* **EXERCISE AIM**:
Only a number is wanted here: the number of lines of the data that include "message".

§ §

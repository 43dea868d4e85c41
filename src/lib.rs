// src/lib.rs
//
// Copyright, 2025.  Signal65 / Futurum Group.
//
// Crate root: public re-exports.

pub mod config;
pub mod constants;
pub mod data_loader;
pub mod datasets;
pub mod dispatch;
pub mod error;
pub mod log_sink;

// ===== Re-exports used by tests/ and src/bin/cli.rs at the crate root =====
// Types:
pub use crate::config::{DatasetKind, Opts, Split, TieredInterface};
pub use crate::data_loader::dataloader::{BatchStream, DataLoader};
pub use crate::data_loader::dataset::{Dataset, DatasetError};
pub use crate::data_loader::options::LoaderOptions;
pub use crate::data_loader::sampler::{BatchSampler, PrototypicalBatchSampler};
pub use crate::datasets::{Episode, FewShotDataset, Sample};
pub use crate::error::BuildError;
pub use crate::log_sink::LogSink;

// Dispatcher entry points:
pub use crate::dispatch::{build_loaders, make_sampler, Loaders, SplitLoader};
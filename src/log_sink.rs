// src/log_sink.rs
//
// Copyright, 2025. Signal65 / Futurum Group.
//
//! Run-level log sink handed explicitly to the dispatcher and adapters.
//!
//! Every message goes through `tracing` at info level and, when a log file
//! is configured, is appended to that file as one line.  Clones share the
//! same file handle.

use std::fs::{File, OpenOptions};
use std::io::Write;
use std::path::{Path, PathBuf};
use std::sync::{Arc, Mutex};

use tracing::{info, warn};

#[derive(Debug, Clone, Default)]
pub struct LogSink {
    path: Option<PathBuf>,
    file: Option<Arc<Mutex<File>>>,
}

impl LogSink {
    /// Sink that only emits `tracing` events.
    pub fn tracing_only() -> Self {
        Self::default()
    }

    /// Sink that also appends to `path` (created if missing).
    pub fn to_file<P: AsRef<Path>>(path: P) -> std::io::Result<Self> {
        let path = path.as_ref().to_path_buf();
        if let Some(parent) = path.parent().filter(|p| !p.as_os_str().is_empty()) {
            std::fs::create_dir_all(parent)?;
        }
        let file = OpenOptions::new().create(true).append(true).open(&path)?;
        info!("Appending run log to file: {}", path.display());
        Ok(Self {
            path: Some(path),
            file: Some(Arc::new(Mutex::new(file))),
        })
    }

    /// Build the sink described by an optional log file path.
    pub fn open(log_file: Option<&Path>) -> std::io::Result<Self> {
        match log_file {
            Some(p) => Self::to_file(p),
            None => Ok(Self::tracing_only()),
        }
    }

    pub fn path(&self) -> Option<&Path> {
        self.path.as_deref()
    }

    /// Emit one message.  File write failures are reported, never raised.
    pub fn print_log(&self, msg: &str) {
        info!("{}", msg);
        let Some(file) = &self.file else { return };
        match file.lock() {
            Ok(mut f) => {
                if let Err(e) = writeln!(f, "{}", msg) {
                    warn!("log sink write failed: {}", e);
                }
            }
            Err(_) => warn!("log sink lock poisoned; dropping message"),
        }
    }
}
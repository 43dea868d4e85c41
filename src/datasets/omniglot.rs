//! Omniglot adapter (Vinyals splits).
//!
//! Layout:
//!   root/splits/vinyals/<mode>.txt   one class per line, `<alphabet>/<character>/rot<deg>`
//!   root/data/<alphabet>/<character>/*.png
//!
//! Every line is its own class (the same character under another rotation
//! is a different class); the label is the line's position in the file.

use std::path::{Path, PathBuf};

use ndarray::Array3;

use crate::config::Split;
use crate::constants::OMNIGLOT_IMAGE_SIZE;
use crate::data_loader::DatasetError;
use crate::datasets::image::{self, ImageSpec, Rotation};
use crate::log_sink::LogSink;

#[derive(Debug, Clone)]
struct Item {
    path: PathBuf,
    rotation: Rotation,
}

#[derive(Debug, Clone)]
pub struct Omniglot {
    mode: Split,
    items: Vec<Item>,
    y: Vec<usize>,
    class_names: Vec<String>,
    spec: ImageSpec,
}

impl Omniglot {
    pub fn new(root: &Path, mode: Split, log: &LogSink) -> Result<Self, DatasetError> {
        let split_file = root.join("splits").join("vinyals").join(format!("{}.txt", mode));
        let classes = read_split(&split_file)?;

        let data_dir = root.join("data");
        let mut items = Vec::new();
        let mut y = Vec::new();
        let mut class_names = Vec::with_capacity(classes.len());
        for (label, (character, rotation, name)) in classes.into_iter().enumerate() {
            for path in png_files(&data_dir.join(&character))? {
                items.push(Item { path, rotation });
                y.push(label);
            }
            class_names.push(name);
        }

        log.print_log(&format!(
            "omniglot {}: {} items in {} classes",
            mode,
            items.len(),
            class_names.len()
        ));
        Ok(Self {
            mode,
            items,
            y,
            class_names,
            spec: ImageSpec::inverted_gray(OMNIGLOT_IMAGE_SIZE),
        })
    }

    pub fn mode(&self) -> Split {
        self.mode
    }

    pub fn len(&self) -> usize {
        self.items.len()
    }

    pub fn is_empty(&self) -> bool {
        self.items.is_empty()
    }

    /// Class label of every item.
    pub fn labels(&self) -> &[usize] {
        &self.y
    }

    pub fn num_classes(&self) -> usize {
        self.class_names.len()
    }

    pub fn class_names(&self) -> &[String] {
        &self.class_names
    }

    pub async fn get(&self, index: usize) -> Result<(Array3<f32>, usize), DatasetError> {
        let item = self.items.get(index).ok_or(DatasetError::IndexOutOfRange(index))?;
        let x = image::load(item.path.clone(), self.spec, item.rotation).await?;
        Ok((x, self.y[index]))
    }
}

/// Parse split lines into `(character path, rotation, class name)`.
fn read_split(path: &Path) -> Result<Vec<(String, Rotation, String)>, DatasetError> {
    let text = std::fs::read_to_string(path)
        .map_err(|e| DatasetError::from(format!("Failed to read split file {}: {}", path.display(), e)))?;

    let mut classes = Vec::new();
    for (lineno, line) in text.lines().enumerate() {
        let line = line.trim();
        if line.is_empty() {
            continue;
        }
        let rotation = line
            .rsplit_once('/')
            .and_then(|(character, rot)| {
                let deg = rot.strip_prefix("rot")?.parse::<u32>().ok()?;
                Some((character, Rotation::from_degrees(deg)?))
            });
        let Some((character, rotation)) = rotation else {
            return Err(DatasetError::from(format!(
                "{}:{}: expected `<alphabet>/<character>/rot<0|90|180|270>`, got {:?}",
                path.display(),
                lineno + 1,
                line
            )));
        };
        classes.push((character.to_string(), rotation, line.to_string()));
    }
    Ok(classes)
}

fn png_files(dir: &Path) -> Result<Vec<PathBuf>, DatasetError> {
    let entries = std::fs::read_dir(dir)
        .map_err(|e| DatasetError::from(format!("Failed to read directory {}: {}", dir.display(), e)))?;
    let mut files = Vec::new();
    for entry in entries {
        let path = entry
            .map_err(|e| DatasetError::from(format!("Failed to read directory entry: {}", e)))?
            .path();
        if path.extension().is_some_and(|ext| ext.eq_ignore_ascii_case("png")) {
            files.push(path);
        }
    }
    files.sort();
    Ok(files)
}
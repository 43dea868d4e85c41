//
// Copyright, 2025.  Signal65 / Futurum Group.
//
//! CLI supporting `inspect` and `config`.
//!
//! Examples:
//! ```bash
//! fewshot-cli inspect --dataset mini-imagenet --data-root ./dataset
//! fewshot-cli inspect --dataset omniglot --classes-per-it-tr 60 --batches 2
//! fewshot-cli -v inspect --config run.json              # options from JSON
//! fewshot-cli config --dataset tier-imagenet --tiered-interface legacy
//! ```

use anyhow::{Context, Result};
use clap::{ArgAction, Parser, Subcommand};
use futures_util::StreamExt;
use std::collections::BTreeSet;
use std::io::{self, ErrorKind, Write};
use std::path::PathBuf;
use std::time::Instant;
use tracing::info;
use tracing_subscriber::EnvFilter;

use fewshot_loader::{build_loaders, Dataset, LogSink, Opts, Sample};

/// Macro to safely print with broken pipe handling
macro_rules! safe_println {
    ($($arg:tt)*) => {
        match writeln!(io::stdout(), $($arg)*) {
            Ok(_) => {},
            Err(e) if e.kind() == ErrorKind::BrokenPipe => {
                // Gracefully exit on broken pipe (e.g., when piped to head/tail)
                std::process::exit(0);
            }
            Err(e) => return Err(e.into())
        }
    };
}

#[derive(Parser)]
#[command(author, version, about)]
struct Cli {
    #[arg(short = 'v',
        long,
        action = ArgAction::Count,
        help = "Increase log verbosity: -v = Info, -vv = Debug",
    )]
    verbose: u8,

    #[command(subcommand)]
    cmd: Command,
}

#[derive(Subcommand)]
enum Command {
    /// Build the split loaders and summarise each one.
    Inspect {
        /// Read options from a JSON file instead of the flags below.
        #[arg(long, value_name = "FILE")]
        config: Option<PathBuf>,

        #[command(flatten)]
        opts: Opts,

        /// Pull this many batches from the training loader.
        #[arg(long, default_value_t = 0)]
        batches: usize,
    },

    /// Print the effective options as JSON.
    Config {
        /// Read options from a JSON file instead of the flags below.
        #[arg(long, value_name = "FILE")]
        config: Option<PathBuf>,

        #[command(flatten)]
        opts: Opts,
    },
}

fn resolve_opts(config: Option<PathBuf>, opts: Opts) -> Result<Opts> {
    match config {
        Some(path) => Opts::from_json_file(path),
        None => Ok(opts),
    }
}

#[tokio::main]
async fn main() -> Result<()> {
    // Loads any variables from .env file that are not already set
    dotenvy::dotenv().ok();

    let cli = Cli::parse();

    let filter = match cli.verbose {
        0 => "warn",        // no -v: WARN level
        1 => "info",        // -v: INFO level
        _ => "debug",       // -vv or more: DEBUG level
    };
    tracing_subscriber::fmt()
        .with_env_filter(EnvFilter::try_from_default_env()
            .unwrap_or_else(|_| EnvFilter::new(filter)))
        .with_target(false)
        .init();

    match cli.cmd {
        Command::Inspect { config, opts, batches } => {
            inspect(resolve_opts(config, opts)?, batches).await?;
        }
        Command::Config { config, opts } => {
            let opts = resolve_opts(config, opts)?;
            safe_println!("{}", serde_json::to_string_pretty(&opts)?);
        }
    }
    Ok(())
}

async fn inspect(opts: Opts, batches: usize) -> Result<()> {
    let log = LogSink::open(opts.log_file.as_deref()).context("opening log file")?;

    let t0 = Instant::now();
    let loaders = build_loaders(&opts, &log)?;
    info!("built loaders for {} in {:?}", opts.dataset, t0.elapsed());

    for (split, slot) in loaders.iter() {
        let Some(loader) = slot.loader() else {
            safe_println!("{:<9} empty", split);
            continue;
        };
        let o = loader.options();
        let sampler = loader
            .batch_sampler()
            .map(|s| format!("{}x{}", s.num_batches(), s.batch_len()))
            .unwrap_or_else(|| "-".to_string());
        safe_println!(
            "{:<9} {:<20} items={:<6} batches/epoch={:<6} batch_size={} workers={} shuffle={} pin_memory={} sampler={}",
            split,
            loader.dataset().kind(),
            loader.dataset().len().unwrap_or(0),
            loader.num_batches().map(|n| n.to_string()).unwrap_or_else(|| "?".into()),
            o.batch_size,
            o.num_workers,
            o.shuffle,
            o.pin_memory,
            sampler
        );
    }

    if batches == 0 {
        return Ok(());
    }
    let Some(train) = loaders.train.loader() else {
        return Ok(());
    };

    let mut stream = train.stream();
    for i in 0..batches {
        let t = Instant::now();
        let Some(batch) = stream.next().await else { break };
        let batch = batch.with_context(|| format!("loading training batch {}", i))?;
        safe_println!("batch {:>3}: {} ({:?})", i, describe(&batch), t.elapsed());
    }
    Ok(())
}

fn describe(batch: &[Sample]) -> String {
    match batch.first() {
        Some(Sample::Episode(e)) => format!(
            "{} episodes, support {:?}, query {:?}",
            batch.len(),
            e.support_x.shape(),
            e.query_x.shape()
        ),
        Some(Sample::Image { image, .. }) => {
            let classes: BTreeSet<_> = batch.iter().filter_map(Sample::label).collect();
            format!("{} images of {:?} from {} classes", batch.len(), image.shape(), classes.len())
        }
        None => "empty batch".to_string(),
    }
}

§ §

* **SOLUTION TO THE PROBLEM**:
3